**Task objective:** The answer should consist solely of the lines from the first one below through the line containing "move command leads", copied exactly.

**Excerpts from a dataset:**
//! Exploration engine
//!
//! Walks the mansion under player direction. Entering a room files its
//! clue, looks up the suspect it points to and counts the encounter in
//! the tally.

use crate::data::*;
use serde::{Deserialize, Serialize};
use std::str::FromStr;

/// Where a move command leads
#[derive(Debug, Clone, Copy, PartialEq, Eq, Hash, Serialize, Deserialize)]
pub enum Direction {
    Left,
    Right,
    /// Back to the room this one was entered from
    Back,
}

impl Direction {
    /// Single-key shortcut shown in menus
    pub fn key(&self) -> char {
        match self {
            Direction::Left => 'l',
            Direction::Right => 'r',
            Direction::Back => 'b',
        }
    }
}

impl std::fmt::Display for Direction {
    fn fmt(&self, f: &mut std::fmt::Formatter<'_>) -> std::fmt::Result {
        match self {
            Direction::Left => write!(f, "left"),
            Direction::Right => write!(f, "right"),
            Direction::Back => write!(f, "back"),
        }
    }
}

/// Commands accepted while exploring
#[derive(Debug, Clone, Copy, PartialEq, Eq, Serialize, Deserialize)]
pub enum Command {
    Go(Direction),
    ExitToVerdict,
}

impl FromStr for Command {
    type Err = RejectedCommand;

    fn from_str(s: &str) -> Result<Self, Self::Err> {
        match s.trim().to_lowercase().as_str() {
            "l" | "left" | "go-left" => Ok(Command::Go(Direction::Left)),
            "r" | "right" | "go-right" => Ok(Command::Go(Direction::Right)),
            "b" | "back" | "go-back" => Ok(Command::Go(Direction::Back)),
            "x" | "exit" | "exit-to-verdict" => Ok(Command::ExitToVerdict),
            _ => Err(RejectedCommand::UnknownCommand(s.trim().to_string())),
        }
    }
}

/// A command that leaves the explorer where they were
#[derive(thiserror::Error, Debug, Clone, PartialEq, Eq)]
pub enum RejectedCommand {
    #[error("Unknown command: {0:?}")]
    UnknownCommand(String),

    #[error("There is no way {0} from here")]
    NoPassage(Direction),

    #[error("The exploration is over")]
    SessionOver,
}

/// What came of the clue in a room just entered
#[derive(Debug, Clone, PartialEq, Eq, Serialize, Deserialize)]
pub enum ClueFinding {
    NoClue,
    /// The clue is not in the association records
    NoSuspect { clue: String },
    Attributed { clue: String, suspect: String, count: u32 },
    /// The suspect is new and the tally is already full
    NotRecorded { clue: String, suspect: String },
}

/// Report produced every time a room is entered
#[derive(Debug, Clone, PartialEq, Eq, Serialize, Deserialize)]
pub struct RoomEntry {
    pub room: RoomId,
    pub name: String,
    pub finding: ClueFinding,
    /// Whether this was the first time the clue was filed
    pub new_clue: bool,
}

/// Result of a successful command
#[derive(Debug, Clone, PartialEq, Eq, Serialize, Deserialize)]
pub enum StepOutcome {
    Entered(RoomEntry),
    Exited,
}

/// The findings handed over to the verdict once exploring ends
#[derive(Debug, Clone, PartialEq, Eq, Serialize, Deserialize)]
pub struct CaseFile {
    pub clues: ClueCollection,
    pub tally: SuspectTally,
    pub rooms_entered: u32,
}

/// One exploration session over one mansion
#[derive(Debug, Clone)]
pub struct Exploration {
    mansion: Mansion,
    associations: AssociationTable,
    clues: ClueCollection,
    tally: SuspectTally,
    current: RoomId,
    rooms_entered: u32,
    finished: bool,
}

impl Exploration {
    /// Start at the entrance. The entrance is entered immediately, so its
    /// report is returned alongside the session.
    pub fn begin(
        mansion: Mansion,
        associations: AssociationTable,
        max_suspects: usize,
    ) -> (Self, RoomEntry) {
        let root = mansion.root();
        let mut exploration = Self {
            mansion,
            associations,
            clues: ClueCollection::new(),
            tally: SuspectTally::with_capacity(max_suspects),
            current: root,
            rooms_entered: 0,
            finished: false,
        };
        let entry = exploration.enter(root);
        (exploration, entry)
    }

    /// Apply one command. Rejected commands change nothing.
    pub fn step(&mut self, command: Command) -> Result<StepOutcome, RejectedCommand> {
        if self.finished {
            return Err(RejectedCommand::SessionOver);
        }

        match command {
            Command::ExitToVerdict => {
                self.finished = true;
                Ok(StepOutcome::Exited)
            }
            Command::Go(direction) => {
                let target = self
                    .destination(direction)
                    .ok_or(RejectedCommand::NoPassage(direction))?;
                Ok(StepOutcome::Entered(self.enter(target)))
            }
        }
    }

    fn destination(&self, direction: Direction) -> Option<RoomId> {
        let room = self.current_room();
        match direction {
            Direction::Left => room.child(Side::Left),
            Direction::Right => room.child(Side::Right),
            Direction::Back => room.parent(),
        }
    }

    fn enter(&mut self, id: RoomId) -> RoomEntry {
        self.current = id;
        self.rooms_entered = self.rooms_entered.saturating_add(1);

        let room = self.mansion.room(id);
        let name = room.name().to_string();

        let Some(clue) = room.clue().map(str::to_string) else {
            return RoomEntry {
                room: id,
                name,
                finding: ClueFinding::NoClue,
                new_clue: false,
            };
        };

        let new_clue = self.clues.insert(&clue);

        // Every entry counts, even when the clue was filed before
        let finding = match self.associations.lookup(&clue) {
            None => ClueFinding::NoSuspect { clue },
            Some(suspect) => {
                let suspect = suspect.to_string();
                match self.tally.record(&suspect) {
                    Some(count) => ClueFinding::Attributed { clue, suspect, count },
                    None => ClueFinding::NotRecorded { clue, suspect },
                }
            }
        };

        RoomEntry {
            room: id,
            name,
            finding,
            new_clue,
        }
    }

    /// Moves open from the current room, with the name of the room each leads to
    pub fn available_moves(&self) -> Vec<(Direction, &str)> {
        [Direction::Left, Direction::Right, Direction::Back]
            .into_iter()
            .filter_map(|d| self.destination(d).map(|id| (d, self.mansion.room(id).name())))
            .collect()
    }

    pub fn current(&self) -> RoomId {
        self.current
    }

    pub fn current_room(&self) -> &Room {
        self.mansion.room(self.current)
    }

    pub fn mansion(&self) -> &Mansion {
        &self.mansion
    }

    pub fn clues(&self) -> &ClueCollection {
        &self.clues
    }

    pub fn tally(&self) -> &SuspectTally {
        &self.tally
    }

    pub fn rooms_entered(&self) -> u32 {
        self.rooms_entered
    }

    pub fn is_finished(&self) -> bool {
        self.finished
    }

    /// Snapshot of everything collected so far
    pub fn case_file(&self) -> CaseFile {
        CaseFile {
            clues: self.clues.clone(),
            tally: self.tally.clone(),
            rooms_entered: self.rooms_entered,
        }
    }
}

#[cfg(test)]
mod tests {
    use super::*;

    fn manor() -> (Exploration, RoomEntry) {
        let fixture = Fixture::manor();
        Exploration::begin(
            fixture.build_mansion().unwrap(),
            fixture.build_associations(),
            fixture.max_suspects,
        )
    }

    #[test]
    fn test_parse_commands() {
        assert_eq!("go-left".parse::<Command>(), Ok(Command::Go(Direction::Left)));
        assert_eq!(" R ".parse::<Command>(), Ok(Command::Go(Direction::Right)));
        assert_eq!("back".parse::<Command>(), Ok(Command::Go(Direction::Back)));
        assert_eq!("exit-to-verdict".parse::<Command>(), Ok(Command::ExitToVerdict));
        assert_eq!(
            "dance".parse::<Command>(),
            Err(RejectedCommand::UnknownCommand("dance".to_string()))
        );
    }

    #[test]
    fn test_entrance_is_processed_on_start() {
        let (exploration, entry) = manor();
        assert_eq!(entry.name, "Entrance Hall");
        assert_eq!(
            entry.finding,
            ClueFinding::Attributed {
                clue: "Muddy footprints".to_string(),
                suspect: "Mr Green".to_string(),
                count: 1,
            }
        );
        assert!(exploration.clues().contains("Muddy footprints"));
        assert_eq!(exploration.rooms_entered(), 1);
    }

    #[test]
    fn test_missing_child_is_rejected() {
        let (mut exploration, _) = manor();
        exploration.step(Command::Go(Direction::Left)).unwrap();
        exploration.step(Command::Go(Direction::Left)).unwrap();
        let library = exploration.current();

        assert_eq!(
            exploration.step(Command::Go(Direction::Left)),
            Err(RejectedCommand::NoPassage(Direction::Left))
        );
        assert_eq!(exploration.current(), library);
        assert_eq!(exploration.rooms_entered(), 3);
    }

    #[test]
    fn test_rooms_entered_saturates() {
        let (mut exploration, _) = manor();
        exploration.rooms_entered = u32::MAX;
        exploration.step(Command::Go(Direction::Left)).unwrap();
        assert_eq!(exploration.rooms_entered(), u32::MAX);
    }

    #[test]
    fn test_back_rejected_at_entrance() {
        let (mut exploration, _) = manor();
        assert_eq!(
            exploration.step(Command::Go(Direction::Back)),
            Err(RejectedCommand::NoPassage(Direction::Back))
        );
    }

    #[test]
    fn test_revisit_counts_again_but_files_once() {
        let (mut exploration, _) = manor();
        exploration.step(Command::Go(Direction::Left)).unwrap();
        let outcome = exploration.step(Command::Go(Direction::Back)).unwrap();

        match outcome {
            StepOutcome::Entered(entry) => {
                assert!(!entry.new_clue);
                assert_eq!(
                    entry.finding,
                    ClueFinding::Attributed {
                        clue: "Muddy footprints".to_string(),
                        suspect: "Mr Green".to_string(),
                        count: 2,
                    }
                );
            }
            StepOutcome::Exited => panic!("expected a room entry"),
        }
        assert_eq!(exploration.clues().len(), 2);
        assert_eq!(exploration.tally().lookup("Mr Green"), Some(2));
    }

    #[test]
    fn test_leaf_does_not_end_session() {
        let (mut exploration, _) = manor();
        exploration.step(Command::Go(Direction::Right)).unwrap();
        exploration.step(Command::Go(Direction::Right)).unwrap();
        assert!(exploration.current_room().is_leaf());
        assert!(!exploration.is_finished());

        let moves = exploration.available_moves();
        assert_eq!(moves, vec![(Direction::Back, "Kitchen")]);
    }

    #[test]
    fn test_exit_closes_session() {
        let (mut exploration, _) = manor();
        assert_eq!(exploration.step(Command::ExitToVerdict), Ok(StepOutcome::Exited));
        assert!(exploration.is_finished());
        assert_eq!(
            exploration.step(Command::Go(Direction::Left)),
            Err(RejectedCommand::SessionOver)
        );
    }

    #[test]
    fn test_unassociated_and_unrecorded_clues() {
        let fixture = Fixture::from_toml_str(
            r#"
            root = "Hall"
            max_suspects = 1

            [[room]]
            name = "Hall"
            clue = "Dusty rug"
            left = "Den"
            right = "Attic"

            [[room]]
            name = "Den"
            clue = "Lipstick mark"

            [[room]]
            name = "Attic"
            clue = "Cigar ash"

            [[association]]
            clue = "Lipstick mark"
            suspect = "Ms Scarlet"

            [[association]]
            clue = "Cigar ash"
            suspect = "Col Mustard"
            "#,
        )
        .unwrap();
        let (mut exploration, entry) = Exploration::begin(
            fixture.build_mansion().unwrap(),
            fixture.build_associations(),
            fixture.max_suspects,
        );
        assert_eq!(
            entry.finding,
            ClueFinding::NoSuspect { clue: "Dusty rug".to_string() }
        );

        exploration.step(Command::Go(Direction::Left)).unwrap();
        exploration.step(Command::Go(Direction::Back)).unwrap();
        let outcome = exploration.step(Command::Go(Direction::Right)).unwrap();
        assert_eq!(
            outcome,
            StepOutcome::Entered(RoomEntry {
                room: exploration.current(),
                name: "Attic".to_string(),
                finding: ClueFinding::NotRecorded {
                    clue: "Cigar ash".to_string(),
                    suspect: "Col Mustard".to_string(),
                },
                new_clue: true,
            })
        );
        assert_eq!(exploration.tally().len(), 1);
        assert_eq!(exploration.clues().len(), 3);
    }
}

**Completed exercise:**
//! Exploration engine
//!
//! Walks the mansion under player direction. Entering a room files its
//! clue, looks up the suspect it points to and counts the encounter in
//! the tally.

use crate::data::*;
use serde::{Deserialize, Serialize};
use std::str::FromStr;

/// Where a move command leads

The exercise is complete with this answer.